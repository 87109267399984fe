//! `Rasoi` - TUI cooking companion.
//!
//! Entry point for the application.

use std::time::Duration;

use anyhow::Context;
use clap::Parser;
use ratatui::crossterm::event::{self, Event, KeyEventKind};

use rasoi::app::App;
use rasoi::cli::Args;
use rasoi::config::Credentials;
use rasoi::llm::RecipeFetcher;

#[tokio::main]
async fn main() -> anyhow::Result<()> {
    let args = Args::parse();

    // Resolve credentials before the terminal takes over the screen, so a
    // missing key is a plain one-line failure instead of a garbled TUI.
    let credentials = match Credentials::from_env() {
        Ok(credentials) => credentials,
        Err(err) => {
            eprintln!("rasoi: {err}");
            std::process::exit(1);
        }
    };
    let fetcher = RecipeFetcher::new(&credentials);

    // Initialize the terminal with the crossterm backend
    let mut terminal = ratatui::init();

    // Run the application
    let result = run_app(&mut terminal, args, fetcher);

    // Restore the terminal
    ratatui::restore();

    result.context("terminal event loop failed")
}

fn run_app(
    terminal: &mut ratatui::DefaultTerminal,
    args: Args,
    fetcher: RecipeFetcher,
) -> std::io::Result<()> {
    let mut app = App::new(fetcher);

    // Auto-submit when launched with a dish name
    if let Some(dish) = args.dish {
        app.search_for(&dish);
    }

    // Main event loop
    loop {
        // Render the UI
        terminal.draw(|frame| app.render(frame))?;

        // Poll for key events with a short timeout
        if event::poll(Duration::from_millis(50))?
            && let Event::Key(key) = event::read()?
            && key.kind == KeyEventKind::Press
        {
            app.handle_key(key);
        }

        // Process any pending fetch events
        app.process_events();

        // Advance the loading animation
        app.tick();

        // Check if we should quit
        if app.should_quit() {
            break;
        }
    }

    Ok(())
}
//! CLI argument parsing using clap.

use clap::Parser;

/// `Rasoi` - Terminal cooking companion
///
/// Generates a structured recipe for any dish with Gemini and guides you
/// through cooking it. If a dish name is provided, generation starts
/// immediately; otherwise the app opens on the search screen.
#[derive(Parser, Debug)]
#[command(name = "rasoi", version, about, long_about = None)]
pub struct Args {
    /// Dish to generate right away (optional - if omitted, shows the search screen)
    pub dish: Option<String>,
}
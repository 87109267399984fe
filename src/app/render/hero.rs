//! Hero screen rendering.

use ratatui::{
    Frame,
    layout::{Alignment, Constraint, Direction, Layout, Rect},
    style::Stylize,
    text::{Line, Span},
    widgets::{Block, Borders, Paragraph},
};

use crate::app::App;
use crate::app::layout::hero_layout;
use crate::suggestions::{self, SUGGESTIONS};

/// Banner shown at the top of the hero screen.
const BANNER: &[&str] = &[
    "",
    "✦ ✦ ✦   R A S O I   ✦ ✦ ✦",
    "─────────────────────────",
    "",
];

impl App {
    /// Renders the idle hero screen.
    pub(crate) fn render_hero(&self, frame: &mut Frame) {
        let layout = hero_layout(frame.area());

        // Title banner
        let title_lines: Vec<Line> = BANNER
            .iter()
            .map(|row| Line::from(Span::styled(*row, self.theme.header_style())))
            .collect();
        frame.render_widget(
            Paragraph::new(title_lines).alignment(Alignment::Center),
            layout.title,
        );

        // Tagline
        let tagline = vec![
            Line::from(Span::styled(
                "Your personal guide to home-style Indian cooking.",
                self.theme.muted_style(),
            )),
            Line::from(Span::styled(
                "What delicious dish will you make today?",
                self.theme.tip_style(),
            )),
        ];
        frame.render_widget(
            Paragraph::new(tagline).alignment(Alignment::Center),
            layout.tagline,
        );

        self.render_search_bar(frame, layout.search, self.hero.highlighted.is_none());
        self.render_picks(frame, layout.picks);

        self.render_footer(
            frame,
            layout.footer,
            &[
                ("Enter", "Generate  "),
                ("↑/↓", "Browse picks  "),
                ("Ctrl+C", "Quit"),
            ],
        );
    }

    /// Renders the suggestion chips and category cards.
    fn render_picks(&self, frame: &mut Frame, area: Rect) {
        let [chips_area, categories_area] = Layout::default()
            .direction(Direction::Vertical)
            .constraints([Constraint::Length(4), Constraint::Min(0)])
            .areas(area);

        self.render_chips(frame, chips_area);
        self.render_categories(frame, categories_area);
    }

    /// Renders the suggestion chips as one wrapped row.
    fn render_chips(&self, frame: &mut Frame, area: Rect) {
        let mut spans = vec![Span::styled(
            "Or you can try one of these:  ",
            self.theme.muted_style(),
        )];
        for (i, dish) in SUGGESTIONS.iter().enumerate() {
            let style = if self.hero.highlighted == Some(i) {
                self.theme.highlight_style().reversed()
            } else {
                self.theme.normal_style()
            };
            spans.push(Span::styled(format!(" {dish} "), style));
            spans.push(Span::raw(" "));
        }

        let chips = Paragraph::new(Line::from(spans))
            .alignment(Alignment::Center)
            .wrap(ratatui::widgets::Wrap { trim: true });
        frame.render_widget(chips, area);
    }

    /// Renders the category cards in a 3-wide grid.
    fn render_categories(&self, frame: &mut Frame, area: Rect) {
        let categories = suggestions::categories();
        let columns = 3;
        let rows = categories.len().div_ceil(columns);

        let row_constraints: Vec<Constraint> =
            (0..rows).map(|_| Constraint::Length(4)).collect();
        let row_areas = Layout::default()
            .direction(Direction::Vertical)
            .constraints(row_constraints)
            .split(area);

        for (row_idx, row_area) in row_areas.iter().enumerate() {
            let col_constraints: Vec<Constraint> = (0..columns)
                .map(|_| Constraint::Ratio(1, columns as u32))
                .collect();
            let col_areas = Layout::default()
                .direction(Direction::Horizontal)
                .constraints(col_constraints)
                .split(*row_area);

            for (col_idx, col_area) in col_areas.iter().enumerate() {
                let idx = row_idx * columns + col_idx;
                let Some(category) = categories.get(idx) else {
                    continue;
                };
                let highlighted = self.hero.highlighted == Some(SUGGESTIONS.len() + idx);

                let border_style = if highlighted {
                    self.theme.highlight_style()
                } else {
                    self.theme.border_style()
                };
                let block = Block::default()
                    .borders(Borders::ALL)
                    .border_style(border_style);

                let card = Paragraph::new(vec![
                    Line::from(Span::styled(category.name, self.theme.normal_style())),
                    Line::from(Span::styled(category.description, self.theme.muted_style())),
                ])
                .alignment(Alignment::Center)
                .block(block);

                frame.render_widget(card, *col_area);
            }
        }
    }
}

....................

_GOAL OF THE EXERCISE_: Give only the number of lines above that hold the string "styled".

_COMPLETED TASK_: 7